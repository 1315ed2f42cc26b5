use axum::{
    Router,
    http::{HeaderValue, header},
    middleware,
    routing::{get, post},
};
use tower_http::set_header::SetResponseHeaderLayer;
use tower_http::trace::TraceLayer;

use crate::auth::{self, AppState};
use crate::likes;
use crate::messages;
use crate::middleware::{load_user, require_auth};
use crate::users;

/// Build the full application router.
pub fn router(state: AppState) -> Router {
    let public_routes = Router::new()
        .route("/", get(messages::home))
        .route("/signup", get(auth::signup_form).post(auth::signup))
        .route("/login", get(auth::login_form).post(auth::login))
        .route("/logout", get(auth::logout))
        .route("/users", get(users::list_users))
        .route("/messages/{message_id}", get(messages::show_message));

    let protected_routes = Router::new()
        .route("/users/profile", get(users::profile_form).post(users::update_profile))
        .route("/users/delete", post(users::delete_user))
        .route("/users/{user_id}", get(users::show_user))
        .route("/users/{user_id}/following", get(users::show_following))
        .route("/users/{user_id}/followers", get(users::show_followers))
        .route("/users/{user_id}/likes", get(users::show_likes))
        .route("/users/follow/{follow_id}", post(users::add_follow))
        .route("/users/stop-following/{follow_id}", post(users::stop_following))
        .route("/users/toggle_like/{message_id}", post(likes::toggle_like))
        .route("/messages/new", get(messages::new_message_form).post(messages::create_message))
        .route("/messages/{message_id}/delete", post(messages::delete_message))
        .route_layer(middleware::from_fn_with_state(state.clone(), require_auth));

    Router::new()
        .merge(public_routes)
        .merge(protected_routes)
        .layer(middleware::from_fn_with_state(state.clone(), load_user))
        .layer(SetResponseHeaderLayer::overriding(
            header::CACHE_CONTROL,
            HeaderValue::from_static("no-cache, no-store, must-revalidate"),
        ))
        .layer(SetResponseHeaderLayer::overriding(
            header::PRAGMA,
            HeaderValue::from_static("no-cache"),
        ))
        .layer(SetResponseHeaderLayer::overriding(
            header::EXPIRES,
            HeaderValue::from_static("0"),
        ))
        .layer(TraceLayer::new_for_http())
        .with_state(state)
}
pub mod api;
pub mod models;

---

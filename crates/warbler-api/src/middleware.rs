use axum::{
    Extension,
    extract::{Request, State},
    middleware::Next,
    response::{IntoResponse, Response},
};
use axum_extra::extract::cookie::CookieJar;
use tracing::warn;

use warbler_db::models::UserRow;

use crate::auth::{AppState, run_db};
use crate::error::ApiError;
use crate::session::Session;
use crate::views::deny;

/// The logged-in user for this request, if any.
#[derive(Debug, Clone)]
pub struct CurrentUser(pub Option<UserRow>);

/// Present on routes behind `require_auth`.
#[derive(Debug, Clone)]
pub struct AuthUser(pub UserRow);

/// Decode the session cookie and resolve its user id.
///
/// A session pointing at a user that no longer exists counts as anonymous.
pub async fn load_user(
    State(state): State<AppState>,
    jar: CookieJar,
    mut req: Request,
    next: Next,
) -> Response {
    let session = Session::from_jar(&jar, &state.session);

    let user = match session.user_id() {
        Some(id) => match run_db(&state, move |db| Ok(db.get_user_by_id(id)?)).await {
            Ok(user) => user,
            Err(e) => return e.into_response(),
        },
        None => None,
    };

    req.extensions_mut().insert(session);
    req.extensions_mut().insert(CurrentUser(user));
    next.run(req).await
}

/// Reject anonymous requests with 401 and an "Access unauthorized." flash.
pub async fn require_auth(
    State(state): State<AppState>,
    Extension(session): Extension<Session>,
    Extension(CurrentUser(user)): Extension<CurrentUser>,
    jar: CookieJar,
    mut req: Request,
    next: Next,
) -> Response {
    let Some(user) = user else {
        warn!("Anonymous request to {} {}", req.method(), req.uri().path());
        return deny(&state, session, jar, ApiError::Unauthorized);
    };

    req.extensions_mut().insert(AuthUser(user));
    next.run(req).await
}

==

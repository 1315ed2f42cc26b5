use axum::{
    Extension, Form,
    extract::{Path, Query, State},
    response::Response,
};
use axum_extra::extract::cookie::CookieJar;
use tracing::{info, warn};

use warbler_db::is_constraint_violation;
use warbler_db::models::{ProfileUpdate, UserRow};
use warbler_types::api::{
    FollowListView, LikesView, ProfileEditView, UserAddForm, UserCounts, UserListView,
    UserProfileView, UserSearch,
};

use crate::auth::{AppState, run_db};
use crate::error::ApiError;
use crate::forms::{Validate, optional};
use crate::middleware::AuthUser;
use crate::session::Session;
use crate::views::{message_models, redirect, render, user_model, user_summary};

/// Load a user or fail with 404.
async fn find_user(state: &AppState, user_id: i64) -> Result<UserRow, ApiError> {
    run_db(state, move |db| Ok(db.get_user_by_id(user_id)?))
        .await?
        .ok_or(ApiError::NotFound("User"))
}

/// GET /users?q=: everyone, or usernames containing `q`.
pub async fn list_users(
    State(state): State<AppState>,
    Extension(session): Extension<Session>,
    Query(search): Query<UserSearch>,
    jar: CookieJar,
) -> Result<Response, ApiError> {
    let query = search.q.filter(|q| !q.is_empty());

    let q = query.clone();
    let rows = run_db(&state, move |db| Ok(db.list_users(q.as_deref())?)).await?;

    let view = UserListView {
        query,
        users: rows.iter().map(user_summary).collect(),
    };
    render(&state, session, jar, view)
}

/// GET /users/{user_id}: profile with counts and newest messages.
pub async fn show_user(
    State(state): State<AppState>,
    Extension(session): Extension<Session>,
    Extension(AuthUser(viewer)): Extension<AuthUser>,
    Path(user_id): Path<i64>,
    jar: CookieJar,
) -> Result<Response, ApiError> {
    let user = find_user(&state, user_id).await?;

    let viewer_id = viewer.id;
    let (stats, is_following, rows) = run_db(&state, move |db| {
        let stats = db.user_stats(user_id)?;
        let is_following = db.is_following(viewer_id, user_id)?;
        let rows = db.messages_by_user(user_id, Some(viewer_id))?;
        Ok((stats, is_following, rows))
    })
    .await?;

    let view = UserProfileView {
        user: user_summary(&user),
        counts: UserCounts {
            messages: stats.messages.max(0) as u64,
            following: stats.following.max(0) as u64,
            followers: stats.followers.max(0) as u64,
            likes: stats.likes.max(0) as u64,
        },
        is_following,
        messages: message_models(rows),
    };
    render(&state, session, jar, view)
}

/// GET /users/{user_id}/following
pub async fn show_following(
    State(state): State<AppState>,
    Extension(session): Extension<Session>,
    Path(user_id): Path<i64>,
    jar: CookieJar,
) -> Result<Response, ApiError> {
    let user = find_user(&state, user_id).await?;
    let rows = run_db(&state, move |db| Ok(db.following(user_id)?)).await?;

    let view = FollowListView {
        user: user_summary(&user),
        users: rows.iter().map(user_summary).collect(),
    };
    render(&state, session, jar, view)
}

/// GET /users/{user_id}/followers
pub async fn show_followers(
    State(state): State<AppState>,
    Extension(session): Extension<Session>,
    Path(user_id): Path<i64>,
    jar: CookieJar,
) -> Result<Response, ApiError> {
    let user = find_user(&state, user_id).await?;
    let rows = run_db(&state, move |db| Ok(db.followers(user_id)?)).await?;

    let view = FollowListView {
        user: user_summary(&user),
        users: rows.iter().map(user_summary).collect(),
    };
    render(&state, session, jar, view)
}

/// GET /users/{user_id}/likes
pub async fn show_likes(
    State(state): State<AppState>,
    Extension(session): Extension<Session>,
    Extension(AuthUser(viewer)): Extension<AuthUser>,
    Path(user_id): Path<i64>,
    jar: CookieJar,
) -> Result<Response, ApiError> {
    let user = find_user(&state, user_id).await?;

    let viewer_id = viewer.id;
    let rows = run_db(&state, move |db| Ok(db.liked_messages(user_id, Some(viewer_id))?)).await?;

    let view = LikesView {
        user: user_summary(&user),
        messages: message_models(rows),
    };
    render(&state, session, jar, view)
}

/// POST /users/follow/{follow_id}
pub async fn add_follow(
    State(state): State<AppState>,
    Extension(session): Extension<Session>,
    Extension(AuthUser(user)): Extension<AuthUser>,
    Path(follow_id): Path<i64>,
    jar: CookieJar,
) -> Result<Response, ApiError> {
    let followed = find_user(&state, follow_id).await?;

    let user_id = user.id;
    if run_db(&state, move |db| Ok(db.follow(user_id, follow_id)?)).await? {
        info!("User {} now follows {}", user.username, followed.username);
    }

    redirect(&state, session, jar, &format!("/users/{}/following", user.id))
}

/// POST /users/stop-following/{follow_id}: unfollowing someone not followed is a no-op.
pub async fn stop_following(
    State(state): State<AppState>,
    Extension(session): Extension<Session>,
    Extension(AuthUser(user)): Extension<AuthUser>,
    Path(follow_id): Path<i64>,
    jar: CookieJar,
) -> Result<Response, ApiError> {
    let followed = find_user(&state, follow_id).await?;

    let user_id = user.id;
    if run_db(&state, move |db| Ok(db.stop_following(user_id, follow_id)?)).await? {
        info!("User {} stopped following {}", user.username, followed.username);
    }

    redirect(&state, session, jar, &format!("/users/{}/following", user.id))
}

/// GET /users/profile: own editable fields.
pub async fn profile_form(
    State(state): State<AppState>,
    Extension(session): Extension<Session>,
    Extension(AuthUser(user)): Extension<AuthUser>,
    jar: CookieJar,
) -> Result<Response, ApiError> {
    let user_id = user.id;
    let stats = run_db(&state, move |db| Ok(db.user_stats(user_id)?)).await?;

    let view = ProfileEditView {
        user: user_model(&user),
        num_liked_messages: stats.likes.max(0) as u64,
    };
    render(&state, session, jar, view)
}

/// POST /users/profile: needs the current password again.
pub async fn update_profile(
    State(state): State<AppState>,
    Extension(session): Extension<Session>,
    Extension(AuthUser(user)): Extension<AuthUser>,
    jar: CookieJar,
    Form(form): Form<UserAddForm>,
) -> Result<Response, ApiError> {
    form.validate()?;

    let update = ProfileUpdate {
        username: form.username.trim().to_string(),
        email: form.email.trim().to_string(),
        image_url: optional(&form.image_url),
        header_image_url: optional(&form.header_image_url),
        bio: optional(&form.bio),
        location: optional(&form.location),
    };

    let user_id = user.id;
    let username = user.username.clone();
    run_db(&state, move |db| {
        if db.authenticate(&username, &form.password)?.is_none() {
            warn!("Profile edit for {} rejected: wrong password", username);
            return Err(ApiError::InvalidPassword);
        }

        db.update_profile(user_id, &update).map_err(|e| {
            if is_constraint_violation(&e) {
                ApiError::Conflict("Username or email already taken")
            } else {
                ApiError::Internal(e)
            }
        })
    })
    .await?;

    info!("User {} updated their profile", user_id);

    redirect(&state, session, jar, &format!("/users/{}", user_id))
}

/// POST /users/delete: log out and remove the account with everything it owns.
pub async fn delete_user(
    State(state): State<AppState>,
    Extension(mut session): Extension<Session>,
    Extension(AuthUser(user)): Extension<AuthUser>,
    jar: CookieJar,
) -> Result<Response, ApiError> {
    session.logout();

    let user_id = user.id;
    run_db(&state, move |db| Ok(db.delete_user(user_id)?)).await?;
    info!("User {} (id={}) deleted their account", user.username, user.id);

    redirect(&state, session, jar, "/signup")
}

### What you have to do
Whenever the string "stats" shows up in a line above, copy that line.

### Answer section
    let (stats, is_following, rows) = run_db(&state, move |db| {
        let stats = db.user_stats(user_id)?;
        Ok((stats, is_following, rows))
            messages: stats.messages.max(0) as u64,
            following: stats.following.max(0) as u64,
            followers: stats.followers.max(0) as u64,
            likes: stats.likes.max(0) as u64,
    let stats = run_db(&state, move |db| Ok(db.user_stats(user_id)?)).await?;
        num_liked_messages: stats.likes.max(0) as u64,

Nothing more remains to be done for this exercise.